Exercise aim:
Determine how many lines in the entries below contain the word "EnvFilter". The reply is that number alone.

(Stored data)
▼▼▼

use async_trait::async_trait;

use crate::application::ports::{GenerationRequest, TextModelBackend, TextModelError};
use crate::domain::Candidate;

/// Deterministic offline backend for scaffold mode and local development.
pub struct StubTextModel;

#[async_trait]
impl TextModelBackend for StubTextModel {
    async fn invoke(
        &self,
        candidate: &Candidate,
        request: &GenerationRequest,
    ) -> Result<String, TextModelError> {
        Ok(format!(
            "[offline {}] {}",
            candidate.model_id, request.prompt
        ))
    }
}
use tracing_subscriber::layer::SubscriberExt;
use tracing_subscriber::util::SubscriberInitExt;
use tracing_subscriber::{EnvFilter, fmt};

use super::TracingConfig;

/// Initialize the tracing subscriber with structured logging.
pub fn init_tracing(config: TracingConfig) {
    let env_filter = EnvFilter::try_from_default_env()
        .unwrap_or_else(|_| EnvFilter::new("info,palaver=debug"));

    if config.json_format {
        tracing_subscriber::registry()
            .with(env_filter)
            .with(
                fmt::layer()
                    .json()
                    .with_target(true)
                    .with_file(true)
                    .with_line_number(true),
            )
            .init();
    } else {
        tracing_subscriber::registry()
            .with(env_filter)
            .with(
                fmt::layer()
                    .with_target(true)
                    .with_file(true)
                    .with_line_number(true),
            )
            .init();
    }

    tracing::info!(
        environment = %config.environment,
        json_format = config.json_format,
        "Orchestration core initialized"
    );
}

▲▲▲

Answer:
3